§ 5 JStVollzG NRW
Gesetz zur Regelung des Jugendstrafvollzuges in Nordrhein-Westfalen (Jugendstrafvollzugsgesetz Nordrhein-Westfalen - JStVollzG NRW)
Landesrecht Nordrhein-Westfalen

Zweiter Abschnitt – Grundsätze des Jugendstrafvollzuges

Titel: Gesetz zur Regelung des Jugendstrafvollzuges in Nordrhein-Westfalen (Jugendstrafvollzugsgesetz Nordrhein-Westfalen - JStVollzG NRW)
Normgeber: Nordrhein-Westfalen
Amtliche Abkürzung: JStVollzG NRW
Gliederungs-Nr.: 311
Normtyp: Gesetz

§ 5 JStVollzG NRW – Leitlinien der Förderung und Erziehung

(1) Grundlage der Förderung und Erziehung im Vollzug der Jugendstrafe sind alle Maßnahmen und Programme, welche die Fähigkeiten und Fertigkeiten der Gefangenen im Hinblick auf die Erreichung des Vollzugszieles entwickeln und stärken.

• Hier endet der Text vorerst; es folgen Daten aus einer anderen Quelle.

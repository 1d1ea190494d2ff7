use axum::Router;
use mockito::Matcher;
use serde_json::json;

use super::*;

/// Opens the login page and returns the session cookie holding the PKCE verifier
async fn start_login(app: &Router) -> String {
    let response = app.clone().oneshot(get("/login", &[])).await.unwrap();

    set_cookie(&response, "id")
        .expect("Login page did not start a session")
        .value()
        .to_string()
}

#[tokio::test]
/// Expect 302 to the return URL with the session tokens written to cookies
async fn signs_in_and_redirects_to_return_url() -> Result<(), TestError> {
    let test = TestBuilder::new()
        .with_mock_endpoint(|server| {
            server
                .mock("POST", "/auth/v1/token")
                .match_query(Matcher::UrlEncoded("grant_type".into(), "pkce".into()))
                .match_body(Matcher::PartialJson(json!({ "auth_code": TEST_AUTH_CODE })))
                .with_status(200)
                .with_header("content-type", "application/json")
                .with_body(session_json(TEST_ACCESS_TOKEN, TEST_REFRESH_TOKEN).to_string())
                .expect(1)
                .create()
        })
        .build()
        .await?;
    let app = test.app();
    let session_id = start_login(&app).await;

    let uri = format!(
        "/login/success?code={}&returnUrl=%2Fclients%3Fpage%3D2",
        TEST_AUTH_CODE
    );
    let response = app
        .oneshot(get(&uri, &[("id", &session_id)]))
        .await
        .unwrap();

    assert_eq!(response.status(), StatusCode::FOUND);
    assert_eq!(location(&response), Some("/clients?page=2"));
    let access = set_cookie(&response, ACCESS_TOKEN_COOKIE).unwrap();
    let refresh = set_cookie(&response, REFRESH_TOKEN_COOKIE).unwrap();
    assert_eq!(access.value(), TEST_ACCESS_TOKEN);
    assert_eq!(refresh.value(), TEST_REFRESH_TOKEN);
    test.assert_mocks();

    Ok(())
}

#[tokio::test]
/// Expect the dashboard as destination when no return URL is given
async fn defaults_to_dashboard() -> Result<(), TestError> {
    let test = TestBuilder::new()
        .with_token_endpoint("pkce", TEST_ACCESS_TOKEN, TEST_REFRESH_TOKEN, 1)
        .build()
        .await?;
    let app = test.app();
    let session_id = start_login(&app).await;

    let uri = format!("/login/success?code={}", TEST_AUTH_CODE);
    let response = app
        .oneshot(get(&uri, &[("id", &session_id)]))
        .await
        .unwrap();

    assert_eq!(response.status(), StatusCode::FOUND);
    assert_eq!(location(&response), Some("/dashboard"));
    test.assert_mocks();

    Ok(())
}

#[tokio::test]
/// Expect a return URL on an unknown host to be replaced by the dashboard
async fn ignores_foreign_return_url() -> Result<(), TestError> {
    let test = TestBuilder::new()
        .with_token_endpoint("pkce", TEST_ACCESS_TOKEN, TEST_REFRESH_TOKEN, 1)
        .build()
        .await?;
    let app = test.app();
    let session_id = start_login(&app).await;

    let uri = format!(
        "/login/success?code={}&returnUrl=https%3A%2F%2Fevil.example.net%2Fsteal",
        TEST_AUTH_CODE
    );
    let response = app
        .oneshot(get(&uri, &[("id", &session_id)]))
        .await
        .unwrap();

    assert_eq!(response.status(), StatusCode::FOUND);
    assert_eq!(location(&response), Some("/dashboard"));

    Ok(())
}

#[tokio::test]
/// Expect the same path under the wildcard callback route
async fn accepts_wildcard_callback_path() -> Result<(), TestError> {
    let test = TestBuilder::new()
        .with_token_endpoint("pkce", TEST_ACCESS_TOKEN, TEST_REFRESH_TOKEN, 1)
        .build()
        .await?;
    let app = test.app();
    let session_id = start_login(&app).await;

    let uri = format!("/login/success/anything?code={}", TEST_AUTH_CODE);
    let response = app
        .oneshot(get(&uri, &[("id", &session_id)]))
        .await
        .unwrap();

    assert_eq!(response.status(), StatusCode::FOUND);
    assert_eq!(location(&response), Some("/dashboard"));
    test.assert_mocks();

    Ok(())
}

#[tokio::test]
/// Expect 302 to login without calling the provider when the code is missing
async fn redirects_to_login_without_code() -> Result<(), TestError> {
    let test = TestBuilder::new()
        .with_token_endpoint("pkce", TEST_ACCESS_TOKEN, TEST_REFRESH_TOKEN, 0)
        .build()
        .await?;
    let app = test.app();
    let session_id = start_login(&app).await;

    let response = app
        .oneshot(get(
            "/login/success?error_description=access_denied",
            &[("id", &session_id)],
        ))
        .await
        .unwrap();

    assert_eq!(response.status(), StatusCode::FOUND);
    assert_eq!(location(&response), Some("/login"));
    assert!(set_cookie(&response, ACCESS_TOKEN_COOKIE).is_none());
    test.assert_mocks();

    Ok(())
}

#[tokio::test]
/// Expect 302 to login when the callback arrives without a pending login
async fn redirects_to_login_without_pending_login() -> Result<(), TestError> {
    let test = TestBuilder::new()
        .with_token_endpoint("pkce", TEST_ACCESS_TOKEN, TEST_REFRESH_TOKEN, 0)
        .build()
        .await?;

    let uri = format!("/login/success?code={}", TEST_AUTH_CODE);
    let response = test.app().oneshot(get(&uri, &[])).await.unwrap();

    assert_eq!(response.status(), StatusCode::FOUND);
    assert_eq!(location(&response), Some("/login"));
    test.assert_mocks();

    Ok(())
}

#[tokio::test]
/// Expect 302 to login without token cookies when the provider rejects the code
async fn redirects_to_login_when_code_rejected() -> Result<(), TestError> {
    let test = TestBuilder::new()
        .with_rejected_token_endpoint("pkce", 1)
        .build()
        .await?;
    let app = test.app();
    let session_id = start_login(&app).await;

    let uri = format!("/login/success?code={}", TEST_AUTH_CODE);
    let response = app
        .oneshot(get(&uri, &[("id", &session_id)]))
        .await
        .unwrap();

    assert_eq!(response.status(), StatusCode::FOUND);
    assert_eq!(location(&response), Some("/login"));
    assert!(set_cookie(&response, ACCESS_TOKEN_COOKIE).is_none());
    test.assert_mocks();

    Ok(())
}

#[tokio::test]
/// Expect a replayed callback to be sent to login since the verifier was consumed
async fn consumes_pending_login_once() -> Result<(), TestError> {
    let test = TestBuilder::new()
        .with_token_endpoint("pkce", TEST_ACCESS_TOKEN, TEST_REFRESH_TOKEN, 1)
        .build()
        .await?;
    let app = test.app();
    let session_id = start_login(&app).await;
    let uri = format!("/login/success?code={}", TEST_AUTH_CODE);

    let first = app
        .clone()
        .oneshot(get(&uri, &[("id", &session_id)]))
        .await
        .unwrap();
    let second = app
        .oneshot(get(&uri, &[("id", &session_id)]))
        .await
        .unwrap();

    assert_eq!(location(&first), Some("/dashboard"));
    assert_eq!(location(&second), Some("/login"));
    test.assert_mocks();

    Ok(())
}

#[tokio::test]
/// Expect a same-host return URL with a `//` path to be replaced by the dashboard
async fn ignores_scheme_relative_return_path() -> Result<(), TestError> {
    let test = TestBuilder::new()
        .with_token_endpoint("pkce", TEST_ACCESS_TOKEN, TEST_REFRESH_TOKEN, 1)
        .build()
        .await?;
    let app = test.app();
    let session_id = start_login(&app).await;

    let uri = format!(
        "/login/success?code={}&returnUrl=http%3A%2F%2Fadmin.example.com%2F%2Fevil.example%2Fsteal",
        TEST_AUTH_CODE
    );
    let response = app
        .oneshot(get(&uri, &[("id", &session_id)]))
        .await
        .unwrap();

    assert_eq!(response.status(), StatusCode::FOUND);
    assert_eq!(location(&response), Some("/dashboard"));
    test.assert_mocks();

    Ok(())
}
use dioxus::prelude::*;

#[component]
pub fn Page(class: Option<&'static str>, children: Element) -> Element {
    let class: &str = if let Some(class) = class { class } else { "" };

    rsx!(
        div {
            class: "min-h-screen bg-base-100 {class}",
            {children}
        }
    )
}
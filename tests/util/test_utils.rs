//! Test utilities for driving the server routes against the mock providers

use axum::{
    body::{to_bytes, Body},
    http::{
        header::{COOKIE, HOST, LOCATION, SET_COOKIE},
        Method, Request,
    },
    middleware,
    response::Response,
    Router,
};
use axum_extra::extract::cookie::Cookie;
use whatsapp_admin::server::{
    config::Config, middleware::route_guard::route_guard, model::app::AppState, router,
    startup::build_session_layer,
};
use whatsapp_admin_test_utils::prelude::*;

/// Extension trait for TestContext to build the application against its mock server
pub trait TestContextExt {
    fn config(&self) -> Config;
    fn app_state(&self) -> AppState;
    fn app(&self) -> Router;
}

impl TestContextExt for TestContext {
    fn config(&self) -> Config {
        Config {
            supabase_url: self.url(),
            supabase_anon_key: TEST_ANON_KEY.to_string(),
            supabase_service_key: Some(TEST_SERVICE_KEY.to_string()),
            supabase_jwt_secret: Some(TEST_JWT_SECRET.to_string()),
            salvy_token: Some(TEST_SALVY_TOKEN.to_string()),
            salvy_api_url: self.url(),
        }
    }

    fn app_state(&self) -> AppState {
        AppState::new(&self.config()).expect("Failed to build application state")
    }

    /// Server routes wrapped in the session layer and the route guard, as in `main`
    fn app(&self) -> Router {
        let state = self.app_state();

        router::routes()
            .with_state(state.clone())
            .layer(build_session_layer())
            .layer(middleware::from_fn_with_state(state, route_guard))
    }
}

/// Request to `uri` on the test host carrying `cookies`
pub fn request(method: Method, uri: &str, cookies: &[(&str, &str)], body: Body) -> Request<Body> {
    let mut builder = Request::builder()
        .method(method)
        .uri(uri)
        .header(HOST, TEST_HOST)
        .header("content-type", "application/json");

    if !cookies.is_empty() {
        let header = cookies
            .iter()
            .map(|(name, value)| format!("{}={}", name, value))
            .collect::<Vec<_>>()
            .join("; ");
        builder = builder.header(COOKIE, header);
    }

    builder.body(body).expect("Failed to build request")
}

pub fn get(uri: &str, cookies: &[(&str, &str)]) -> Request<Body> {
    request(Method::GET, uri, cookies, Body::empty())
}

pub fn location(response: &Response) -> Option<&str> {
    response
        .headers()
        .get(LOCATION)
        .and_then(|value| value.to_str().ok())
}

/// Cookies the response sets, parsed
pub fn set_cookies(response: &Response) -> Vec<Cookie<'static>> {
    response
        .headers()
        .get_all(SET_COOKIE)
        .iter()
        .filter_map(|value| value.to_str().ok())
        .filter_map(|value| Cookie::parse(value.to_string()).ok())
        .collect()
}

pub fn set_cookie(response: &Response, name: &str) -> Option<Cookie<'static>> {
    set_cookies(response)
        .into_iter()
        .find(|cookie| cookie.name() == name)
}

pub async fn body_string(response: Response) -> String {
    let bytes = to_bytes(response.into_body(), usize::MAX)
        .await
        .expect("Failed to read response body");

    String::from_utf8_lossy(&bytes).to_string()
}
use dioxus::document::{Meta, Title};
use dioxus::prelude::*;

use crate::client::components::Page;
use crate::client::router::Route;
use crate::client::store::user::UserState;

#[component]
pub fn CallToAction(large: bool) -> Element {
    let user_state = use_context::<Signal<UserState>>();
    let size = if large { "btn-lg" } else { "" };

    rsx!(
        if user_state.read().user.is_some() {
            Link { to: Route::Dashboard {}, class: "btn btn-primary {size}",
                "Go to Dashboard"
            }
        } else {
            a { href: "/login", class: "btn btn-primary {size}",
                "Get Started"
            }
        }
    )
}

#[component]
fn FeatureCard(title: &'static str, description: &'static str) -> Element {
    rsx!(
        div { class: "card bg-base-100 shadow-xl",
            div { class: "card-body",
                h3 { class: "card-title", "{title}" }
                p { "{description}" }
            }
        }
    )
}

#[component]
pub fn Home() -> Element {
    rsx!(
        Title { "WhatsApp Bot Admin" }
        Meta {
            name: "description",
            content: "Manage your WhatsApp bots with ease"
        }
        Page {
            section { class: "py-12 md:py-24",
                div { class: "container mx-auto px-4 text-center",
                    h1 { class: "text-4xl md:text-6xl font-bold mb-6",
                        "Manage Your WhatsApp Bots"
                    }
                    p { class: "text-xl md:text-2xl max-w-3xl mx-auto mb-8",
                        "A powerful admin panel to create, configure, and monitor your WhatsApp bots"
                    }
                    CallToAction { large: true }
                }
            }
            section { class: "py-12 bg-base-200",
                div { class: "container mx-auto px-4",
                    h2 { class: "text-3xl font-bold text-center mb-12", "Key Features" }
                    div { class: "grid grid-cols-1 md:grid-cols-3 gap-8",
                        FeatureCard {
                            title: "Easy Setup",
                            description: "Connect your WhatsApp account in seconds with a simple QR code scan"
                        }
                        FeatureCard {
                            title: "Automated Responses",
                            description: "Create custom automated responses for your customers"
                        }
                        FeatureCard {
                            title: "Real-time Monitoring",
                            description: "Track your bot's performance and message history in real-time"
                        }
                    }
                }
            }
            footer { class: "footer footer-center p-10 bg-base-300 text-base-content",
                div {
                    p { class: "font-bold", "WhatsApp Bot Admin" }
                    p { "All rights reserved" }
                }
            }
        }
    )
}
use time::Duration;
use tower_sessions::{cookie::SameSite, Expiry, MemoryStore, SessionManagerLayer};

/// Minutes a pending login may take before its PKCE verifier is dropped
pub const LOGIN_SESSION_INACTIVITY_MINUTES: i64 = 10;

/// Configure the session layer holding the PKCE verifier between login and callback
pub fn build_session_layer() -> SessionManagerLayer<MemoryStore> {
    let session_store = MemoryStore::default();

    // Set secure based on build mode: in development (debug) use false, otherwise true.
    let development_mode = cfg!(debug_assertions);
    let secure_cookies = !development_mode;

    SessionManagerLayer::new(session_store)
        .with_secure(secure_cookies)
        .with_same_site(SameSite::Lax)
        .with_http_only(true)
        .with_expiry(Expiry::OnInactivity(Duration::minutes(
            LOGIN_SESSION_INACTIVITY_MINUTES,
        )))
}
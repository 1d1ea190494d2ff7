use axum::{
    extract::{Request, State},
    middleware::Next,
    response::Response,
};
use axum_extra::extract::cookie::CookieJar;
use dioxus_logger::tracing;

use crate::server::{
    controller::util::redirect::found,
    error::Error,
    model::app::AppState,
    service::auth::{cookie::tokens_from_cookies, redirect::login_location},
};

/// Path prefixes that require a signed-in session
pub const PROTECTED_ROUTES: [&str; 2] = ["/dashboard", "/clients"];

pub fn is_protected_route(path: &str) -> bool {
    PROTECTED_ROUTES.iter().any(|route| path.starts_with(route))
}

/// Redirects anonymous requests for protected routes to the login page.
///
/// Unprotected requests pass through without their cookies being read. For protected ones the
/// cookie tokens are checked with the provider; without a session the response is a `302` to
/// `/login` carrying the original path and query as return URL.
pub async fn route_guard(
    State(state): State<AppState>,
    request: Request,
    next: Next,
) -> Result<Response, Error> {
    let path = request.uri().path().to_string();

    if !is_protected_route(&path) {
        return Ok(next.run(request).await);
    }

    let jar = CookieJar::from_headers(request.headers());
    let tokens = tokens_from_cookies(&jar);

    let session = match tokens {
        Some(tokens) => state.auth.server_client()?.get_session(Some(&tokens)).await?,
        None => None,
    };

    if session.is_none() {
        tracing::debug!(path = %path, "No session for protected route, redirecting to login");

        return Ok(found(&login_location(&path, request.uri().query())));
    }

    Ok(next.run(request).await)
}
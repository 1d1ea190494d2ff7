use serde_json::{json, Value};

/// Virtual phone account as returned by the phone provider
pub fn virtual_phone_account_json() -> Value {
    json!({
        "id": "vpa_01JD8ZQ6Y3",
        "identifier": null,
        "phoneNumber": "+5511912345678",
        "status": "active",
        "createdAt": "2025-01-01T00:00:00.000Z",
        "canceledAt": null,
        "cancelReason": null,
        "redirectPhoneNumber": "+5511999999999",
        "redirectExpiresAt": "2025-01-04T00:00:00.000Z"
    })
}
//! Declarative test builder.
//!
//! The builder pattern allows chaining endpoint configuration together, with all mocks created
//! during the final `build()` call.

use mockito::Mock;
use serde_json::Value;

use crate::{error::TestError, TestContext};

/// Builder for declarative test initialization.
pub struct TestBuilder {
    // Mock endpoints to create
    mock_builders: Vec<Box<dyn FnOnce(&mut mockito::ServerGuard) -> Mock>>,

    // Pre-configured endpoint shortcuts
    user_endpoints: Vec<(String, usize)>, // (access_token, expected_requests)
    rejected_user_endpoints: Vec<(String, usize)>,
    token_endpoints: Vec<(String, String, String, usize)>, // (grant_type, access, refresh, ..)
    rejected_token_endpoints: Vec<(String, usize)>,
    logout_endpoints: Vec<(usize, usize)>, // (status, expected_requests)
    phone_purchase_endpoints: Vec<(usize, Value, usize)>, // (status, body, expected_requests)
}

impl TestBuilder {
    /// Create a new TestBuilder with no mock endpoints configured.
    pub fn new() -> Self {
        Self {
            mock_builders: Vec::new(),
            user_endpoints: Vec::new(),
            rejected_user_endpoints: Vec::new(),
            token_endpoints: Vec::new(),
            rejected_token_endpoints: Vec::new(),
            logout_endpoints: Vec::new(),
            phone_purchase_endpoints: Vec::new(),
        }
    }

    /// Add a `GET /auth/v1/user` endpoint that accepts `access_token`.
    ///
    /// # Arguments
    /// - `access_token` - Bearer token the request must carry
    /// - `expected_requests` - Number of times this endpoint should be called
    ///
    /// # Returns
    /// - `Self` - The builder instance for method chaining
    pub fn with_user_endpoint(mut self, access_token: &str, expected_requests: usize) -> Self {
        self.user_endpoints
            .push((access_token.to_string(), expected_requests));
        self
    }

    /// Add a `GET /auth/v1/user` endpoint that rejects `access_token` with a 401.
    pub fn with_rejected_user_endpoint(
        mut self,
        access_token: &str,
        expected_requests: usize,
    ) -> Self {
        self.rejected_user_endpoints
            .push((access_token.to_string(), expected_requests));
        self
    }

    /// Add a `POST /auth/v1/token` endpoint for `grant_type` returning a session.
    ///
    /// # Arguments
    /// - `grant_type` - `pkce` for code exchange, `refresh_token` for refresh
    /// - `access_token` - Access token of the returned session
    /// - `refresh_token` - Refresh token of the returned session
    /// - `expected_requests` - Number of times this endpoint should be called
    ///
    /// # Returns
    /// - `Self` - The builder instance for method chaining
    pub fn with_token_endpoint(
        mut self,
        grant_type: &str,
        access_token: &str,
        refresh_token: &str,
        expected_requests: usize,
    ) -> Self {
        self.token_endpoints.push((
            grant_type.to_string(),
            access_token.to_string(),
            refresh_token.to_string(),
            expected_requests,
        ));
        self
    }

    /// Add a `POST /auth/v1/token` endpoint for `grant_type` rejecting the grant with a 400.
    pub fn with_rejected_token_endpoint(
        mut self,
        grant_type: &str,
        expected_requests: usize,
    ) -> Self {
        self.rejected_token_endpoints
            .push((grant_type.to_string(), expected_requests));
        self
    }

    /// Add a `POST /auth/v1/logout` endpoint answering with `status`.
    pub fn with_logout_endpoint(mut self, status: usize, expected_requests: usize) -> Self {
        self.logout_endpoints.push((status, expected_requests));
        self
    }

    /// Add a `POST /api/virtual-phone-accounts` endpoint answering with `status` and `body`.
    pub fn with_phone_purchase_endpoint(
        mut self,
        status: usize,
        body: Value,
        expected_requests: usize,
    ) -> Self {
        self.phone_purchase_endpoints
            .push((status, body, expected_requests));
        self
    }

    /// Add a custom mock endpoint with full control.
    ///
    /// Allows complete customization of mock endpoint behavior by providing direct access
    /// to the mockito ServerGuard. Use this for endpoints not covered by helper methods.
    ///
    /// # Arguments
    /// - `setup` - Closure that receives the mock server and returns a configured Mock
    ///
    /// # Returns
    /// - `Self` - The builder instance for method chaining
    pub fn with_mock_endpoint<F>(mut self, setup: F) -> Self
    where
        F: FnOnce(&mut mockito::ServerGuard) -> Mock + 'static,
    {
        self.mock_builders.push(Box::new(setup));
        self
    }

    /// Build the test context by starting the mock server and creating all configured endpoints.
    ///
    /// # Returns
    /// - `Ok(TestContext)` - Configured test environment ready for use
    pub async fn build(self) -> Result<TestContext, TestError> {
        let mut setup = TestContext::new().await?;

        // Custom endpoints are created first to allow proper sequential mockito matching
        // when tests need to create multiple mocks for the same path
        let mut mocks = Vec::new();

        for builder in self.mock_builders {
            mocks.push(builder(&mut setup.server));
        }

        for (access_token, expected) in self.user_endpoints {
            mocks.push(setup.auth().create_user_endpoint(&access_token, expected));
        }

        for (access_token, expected) in self.rejected_user_endpoints {
            mocks.push(
                setup
                    .auth()
                    .create_rejected_user_endpoint(&access_token, expected),
            );
        }

        for (grant_type, access_token, refresh_token, expected) in self.token_endpoints {
            mocks.push(setup.auth().create_token_endpoint(
                &grant_type,
                &access_token,
                &refresh_token,
                expected,
            ));
        }

        for (grant_type, expected) in self.rejected_token_endpoints {
            mocks.push(
                setup
                    .auth()
                    .create_rejected_token_endpoint(&grant_type, expected),
            );
        }

        for (status, expected) in self.logout_endpoints {
            mocks.push(setup.auth().create_logout_endpoint(status, expected));
        }

        for (status, body, expected) in self.phone_purchase_endpoints {
            mocks.push(setup.phone().create_purchase_endpoint(status, body, expected));
        }

        // Store mocks in setup so they live as long as the test
        setup.mocks = mocks;

        Ok(setup)
    }
}

impl Default for TestBuilder {
    fn default() -> Self {
        Self::new()
    }
}
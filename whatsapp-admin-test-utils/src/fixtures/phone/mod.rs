pub mod data;
pub mod mockito;

use crate::TestContext;

impl TestContext {
    pub fn phone<'a>(&'a mut self) -> PhoneFixtures<'a> {
        PhoneFixtures { setup: self }
    }
}

pub struct PhoneFixtures<'a> {
    setup: &'a mut TestContext,
}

(2) Durch differenzierte Angebote wird auf den jeweiligen Entwicklungsstand und den unterschiedlichen Förderungs- und Erziehungsbedarf der Gefangenen eingegangen.

(3) Die Förderung und Erziehung ist zukunftsorientiert auszugestalten und richtet sich insbesondere auf die Auseinandersetzung mit den eigenen Straftaten und ihren Folgen, schulische Bildung, berufliche Qualifizierung und arbeitstherapeutische Angebote, soziale Rehabilitation und die verantwortliche Gestaltung des alltäglichen Zusammenlebens, der freien Zeit sowie der Außenkontakte.

(4) Die Bereitschaft der Gefangenen zur Mitwirkung ist durch Angebote und Maßnahmen, die dem jeweiligen Entwicklungsstand der Gefangenen entsprechen, zu wecken und zu fördern.